Close up of barbed wire along the top of a fence at a correctional institution

In 2018, Disability Rights Louisiana (then known as Advocacy Center of Louisiana), in partnership with Roderick and Solange MacArthur Justice Center, filed a class-action lawsuit on behalf of people in custody at David Wade Correctional Center, a state prison in Claiborne Parish, over their improper use of solitary confinement, and inadequate mental health care. The trial is now set to begin on Monday, January 10th.

In an article published on January 6th by The Lens, Nick Chrastil writes,
(click this link to go to The Lens’ website to read the full article: https://bit.ly/3n65gUb)

“The 2018 suit, originally filed by the Roderick and Solange MacArthur Justice Center and Disability Rights Louisiana (formerly known as The Advocacy Center), claimed that prison officials do not properly screen, diagnose or treat mental illness for prisoners held in solitary confinement — also referred to as “extended lockdown” or “restrictive housing” — where they are held in their cell for 23 hours a day and rarely allowed social interaction.”

“These extreme conditions create mental illness, and exacerbate pre-existing mental illness, causing psychotic decompensation and propensity for acts of self- harm,” the complaint alleged. “Some people hear voices, or talk and scream to themselves.
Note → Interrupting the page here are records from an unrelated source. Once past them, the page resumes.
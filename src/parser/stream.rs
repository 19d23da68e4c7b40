use crate::error::{Result, TranscribeError};
use crate::parser::decoder::{decode_date, decode_time, decode_value_text};
use crate::parser::header::decode_table_header;
use crate::parser::plan::ReadPlan;
use crate::parser::source::ChannelSource;
use crate::types::{
    ChannelReading, CycleFilter, RawRecord, Selection, SkipEntry, TableHeader, TableLayout,
};
use std::fs::File;
use std::io::{BufReader, ErrorKind, Read, Seek};
use std::path::Path;
use tracing::debug;

/// Leading byte of a live record
pub const ACTIVE_MARKER: u8 = b' ';
/// Leading byte of a soft-deleted record
pub const DELETED_MARKER: u8 = b'*';
/// Byte terminating the record area
pub const END_OF_DATA_MARKER: u8 = 0x1A;

/// Forward-only reader over the records of a table.
///
/// Only the bytes of kept fields are read; skip runs and passed-over records
/// are seeked across without touching their contents.
pub struct RecordStream<R: Read + Seek> {
    reader: BufReader<R>,
    plan: ReadPlan,
    /// Position filter over active records
    filter: Option<CycleFilter>,
    active_seen: usize,
    passed_over: usize,
    finished: bool,
}

impl<R: Read + Seek> RecordStream<R> {
    /// Wrap a reader already positioned at the first record
    pub fn new(reader: BufReader<R>, plan: ReadPlan) -> Self {
        Self {
            reader,
            plan,
            filter: None,
            active_seen: 0,
            passed_over: 0,
            finished: false,
        }
    }

    /// Only materialize active records whose position the filter keeps
    pub fn with_cycle_filter(mut self, filter: CycleFilter) -> Self {
        self.filter = Some(filter);
        self
    }

    /// Active records encountered so far, kept or not
    pub fn active_seen(&self) -> usize {
        self.active_seen
    }

    /// Deleted, unknown and unselected records seeked over
    pub fn passed_over(&self) -> usize {
        self.passed_over
    }

    /// Read the next kept record, `Ok(None)` at end of data.
    ///
    /// After an error the stream is finished and yields nothing more.
    pub fn next_record(&mut self) -> Result<Option<RawRecord>> {
        if self.finished {
            return Ok(None);
        }
        let result = self.advance();
        if result.is_err() {
            self.finished = true;
        }
        result
    }

    fn advance(&mut self) -> Result<Option<RawRecord>> {
        loop {
            let marker = match self.read_marker()? {
                Some(marker) if marker != END_OF_DATA_MARKER => marker,
                _ => {
                    self.finished = true;
                    return Ok(None);
                }
            };

            if marker != ACTIVE_MARKER {
                self.skip_record()?;
                continue;
            }

            let position = self.active_seen;
            self.active_seen += 1;
            if !self.keeps_position(position) {
                self.skip_record()?;
                continue;
            }

            return self.read_planned(position).map(Some);
        }
    }

    fn keeps_position(&self, position: usize) -> bool {
        self.filter
            .as_ref()
            .map_or(true, |filter| filter.keeps(position))
    }

    fn read_marker(&mut self) -> Result<Option<u8>> {
        let mut marker = [0u8; 1];
        loop {
            match self.reader.read(&mut marker) {
                Ok(0) => return Ok(None),
                Ok(_) => return Ok(Some(marker[0])),
                Err(err) if err.kind() == ErrorKind::Interrupted => continue,
                Err(err) => return Err(err.into()),
            }
        }
    }

    fn skip_record(&mut self) -> Result<()> {
        self.passed_over += 1;
        self.reader.seek_relative(self.plan.record_width() as i64)?;
        Ok(())
    }

    fn read_planned(&mut self, position: usize) -> Result<RawRecord> {
        let mut record = RawRecord::default();
        for entry in self.plan.entries() {
            match entry {
                SkipEntry::Skip(run) => self.reader.seek_relative(*run as i64)?,
                SkipEntry::Keep { name, byte_length } => {
                    let mut bytes = vec![0u8; *byte_length];
                    self.reader.read_exact(&mut bytes).map_err(|err| {
                        if err.kind() == ErrorKind::UnexpectedEof {
                            TranscribeError::record_decode(format!(
                                "record {} ends inside field '{}'",
                                position, name
                            ))
                        } else {
                            TranscribeError::Io(err)
                        }
                    })?;
                    record.fields.insert(name.clone(), bytes);
                }
            }
        }
        Ok(record)
    }
}

impl<R: Read + Seek> Iterator for RecordStream<R> {
    type Item = Result<RawRecord>;

    fn next(&mut self) -> Option<Self::Item> {
        self.next_record().transpose()
    }
}

/// Open a table file, decode its header and plan reads for `required` fields
pub fn open_table<S: AsRef<str>>(
    path: &Path,
    required: &[S],
) -> Result<(TableHeader, RecordStream<File>)> {
    let mut reader = BufReader::new(File::open(path)?);
    let header = decode_table_header(&mut reader)?;

    for name in required {
        if header.field(name.as_ref()).is_none() {
            return Err(TranscribeError::malformed_header(format!(
                "table has no '{}' field (fields: {})",
                name.as_ref(),
                header.field_names().join(", ")
            )));
        }
    }

    let plan = ReadPlan::compile(&header.fields, required);
    debug!(
        path = %path.display(),
        kept = plan.kept_fields(),
        seeks = plan.seek_count(),
        "compiled read plan"
    );
    Ok((header, RecordStream::new(reader, plan)))
}

/// Selected readings from a binary float table
pub struct TableChannelSource<R: Read + Seek> {
    records: RecordStream<R>,
    layout: TableLayout,
}

impl TableChannelSource<File> {
    pub fn open(path: &Path, layout: &TableLayout, selection: &Selection) -> Result<Self> {
        let (header, records) = open_table(path, &layout.required_fields())?;

        let value_width = header
            .field(&layout.value_field)
            .map(|f| f.byte_length)
            .unwrap_or_default();
        if value_width != 8 {
            return Err(TranscribeError::record_decode(format!(
                "value field '{}' is {} bytes, expected 8",
                layout.value_field, value_width
            )));
        }

        Ok(Self::new(records, layout.clone(), selection))
    }
}

impl<R: Read + Seek> TableChannelSource<R> {
    pub fn new(records: RecordStream<R>, layout: TableLayout, selection: &Selection) -> Self {
        Self {
            records: records.with_cycle_filter(selection.cycle_filter()),
            layout,
        }
    }

    fn field<'a>(&self, record: &'a RawRecord, name: &str) -> Result<&'a [u8]> {
        record.get(name).ok_or_else(|| {
            TranscribeError::record_decode(format!("record is missing field '{}'", name))
        })
    }
}

impl<R: Read + Seek> ChannelSource for TableChannelSource<R> {
    fn next_reading(&mut self) -> Result<Option<ChannelReading>> {
        let record = match self.records.next_record()? {
            Some(record) => record,
            None => return Ok(None),
        };

        let date = decode_date(self.field(&record, &self.layout.date_field)?)?;
        let time = decode_time(self.field(&record, &self.layout.time_field)?)?;
        let value = decode_value_text(self.field(&record, &self.layout.value_field)?)?;
        Ok(Some(ChannelReading { date, time, value }))
    }
}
Some engage in cutting themselves and attempting suicide to escape the extreme conditions. Two men have sliced open their testicles and one attempted to cut off his ear. Another man climbed a barbed-wire fence and attempted suicide by diving off headfirst. Others bang their heads against the walls.”

“The conditions and lack of treatment for prisoners with mental illness at the facility violates their constitutional right to be free from cruel and unusual punishment, along with the Americans with Disabilities Act and the Rehabilitation Act, the suit argues. The case was granted class-action status in September of last year.”
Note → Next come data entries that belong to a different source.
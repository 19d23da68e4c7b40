//! Bounded parallel conversion of many files
//!
//! Each input is converted on a dedicated rayon pool sized to the concurrency
//! limit. Workers report their outcome over a channel; the calling thread
//! drains it and is the only thread that ever invokes the listener, so the
//! listener needs no synchronization of its own.

use crate::error::{Result, TranscribeError};
use crate::types::{BatchSummary, ConversionEvent, FileOutcome};
use crate::worker::ConversionJob;
use std::any::Any;
use std::panic::{self, AssertUnwindSafe};
use std::path::{Path, PathBuf};
use std::time::Instant;
use tracing::{debug, info, warn};

/// Converts one input file; implemented by [`ConversionJob`]
pub trait FileConverter: Sync {
    fn convert(&self, input: &Path) -> Result<FileOutcome>;
}

impl FileConverter for ConversionJob {
    fn convert(&self, input: &Path) -> Result<FileOutcome> {
        self.convert_file(input)
    }
}

/// Worker pool settings
#[derive(Debug, Clone, Copy, PartialEq, Eq)]
pub struct PoolConfig {
    /// Maximum number of files converted at the same time
    pub concurrency: usize,
}

impl PoolConfig {
    pub fn new(concurrency: usize) -> Self {
        Self { concurrency }
    }
}

impl Default for PoolConfig {
    fn default() -> Self {
        let concurrency = std::thread::available_parallelism()
            .map(|n| n.get())
            .unwrap_or(1);
        Self { concurrency }
    }
}

/// Convert every file with `job`, reporting progress to `listener`
pub fn convert_files<F>(
    files: &[PathBuf],
    job: &ConversionJob,
    config: &PoolConfig,
    listener: F,
) -> Result<BatchSummary>
where
    F: FnMut(&ConversionEvent),
{
    run_batch(files, job, config, listener)
}

/// Run one conversion, turning a panic into a failure of that file
fn convert_isolated<C: FileConverter>(converter: &C, input: &Path) -> Result<FileOutcome> {
    panic::catch_unwind(AssertUnwindSafe(|| converter.convert(input)))
        .unwrap_or_else(|payload| Err(TranscribeError::worker(panic_message(payload.as_ref()))))
}

fn panic_message(payload: &(dyn Any + Send)) -> String {
    if let Some(msg) = payload.downcast_ref::<&str>() {
        format!("converter panicked: {}", msg)
    } else if let Some(msg) = payload.downcast_ref::<String>() {
        format!("converter panicked: {}", msg)
    } else {
        "converter panicked".to_string()
    }
}

/// Run `converter` over all files with at most `config.concurrency` in flight.
///
/// Emits `BatchStarted`, one `FileCompleted` or `FileFailed` per file, then
/// `BatchFinished` once every worker has returned. A failing file never stops
/// the others. Configuration problems are returned before anything is emitted.
pub fn run_batch<C, F>(
    files: &[PathBuf],
    converter: &C,
    config: &PoolConfig,
    mut listener: F,
) -> Result<BatchSummary>
where
    C: FileConverter,
    F: FnMut(&ConversionEvent),
{
    if files.is_empty() {
        return Err(TranscribeError::configuration("no input files given"));
    }
    if config.concurrency < 1 {
        return Err(TranscribeError::configuration(
            "concurrency limit must be at least 1",
        ));
    }

    let pool = rayon::ThreadPoolBuilder::new()
        .num_threads(config.concurrency)
        .thread_name(|index| format!("transcribe-{}", index))
        .build()
        .map_err(|e| {
            TranscribeError::Io(std::io::Error::new(
                std::io::ErrorKind::Other,
                format!("failed to create worker pool: {e}"),
            ))
        })?;

    let started = Instant::now();
    let mut summary = BatchSummary::new(files.len());

    info!(
        files = files.len(),
        concurrency = config.concurrency,
        "conversion started"
    );
    listener(&ConversionEvent::BatchStarted {
        total_files: files.len(),
    });

    let (sender, receiver) = crossbeam_channel::unbounded::<ConversionEvent>();

    pool.in_place_scope(|scope| {
        for input in files {
            let sender = sender.clone();
            scope.spawn(move |_| {
                let event = match convert_isolated(converter, input) {
                    Ok(outcome) => {
                        debug!(input = %input.display(), rows = outcome.rows_written, "file converted");
                        ConversionEvent::FileCompleted(outcome)
                    }
                    Err(error) => {
                        warn!(input = %input.display(), %error, "file failed");
                        ConversionEvent::FileFailed {
                            input: input.clone(),
                            error,
                        }
                    }
                };
                // The receiver outlives the scope
                let _ = sender.send(event);
            });
        }
        drop(sender);

        for event in receiver.iter() {
            summary.record(&event);
            listener(&event);
        }
    });

    summary.elapsed_ms = started.elapsed().as_millis() as u64;
    info!(
        completed = summary.completed.len(),
        failed = summary.failed.len(),
        elapsed_ms = summary.elapsed_ms,
        "conversion finished"
    );
    listener(&ConversionEvent::BatchFinished(summary.clone()));

    Ok(summary)
}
“…The claims made in the lawsuit illustrate a pattern in which prisoners with mental illness are not properly diagnosed or treated, placed in solitary confinement where their conditions get worse, and then are punished through undue uses of force, more disciplinary write ups, and placed on suicide watch, causing further deterioration.”

“But lawyers with Attorney General Jeff Landry’s Office, representing the Louisiana Department of Corrections, say that those claims are significantly overstated. They argue that all prisoners being held in solitary confinement at David Wade “either have no serious mental illness or are in remission or are stable,” and that the treatment provided to them is constitutionally sufficient.”

“Conditions of solitary confinement at the facility gained the attention of criminal justice reform advocates and the media last summer, when a group of prisoners housed in restrictive housing at David Wade went on hunger strike in response to the conditions of their confinement. The prisoners had been transferred to David Wade — which the state uses as a kind of disciplinary camp — from Elayne Hunt Correctional Center and were kept there for months beyond their disciplinary sentences. While there, they were being held in solitary beyond the amount of time dictated by the department’s recently adopted disciplinary sanctions matrix.”

“…A lack of adequate treatment can lead prisoners in solitary confinement to deteriorate, causing them to act out or attempt to harm themselves due to their mental illness. In response to these mental health crises, the attorneys say, David Wade prisoners are frequently placed on suicide watch — even when there is no indication of suicidal ideation or threat of self-harm. While on suicide watch they are stripped of all their clothing and belongings aside from a paper gown, and confined to a concrete cell — sometimes without even a mattress. On extreme suicide watch, they are placed in restraints while in their cell.”

In addition to being inhumane and causing further mental health deterioration, the lawsuit alleges that the harsh conditions of suicide watch also deter prisoners from reporting when they are experiencing mental health emergencies.On top of this, the lawsuit alleges that prisoners are frequently subject to both physical and verbal abuse from staff.”

The trial, in front of U.S. District Judge Elizabeth Foote, is set to last four weeks.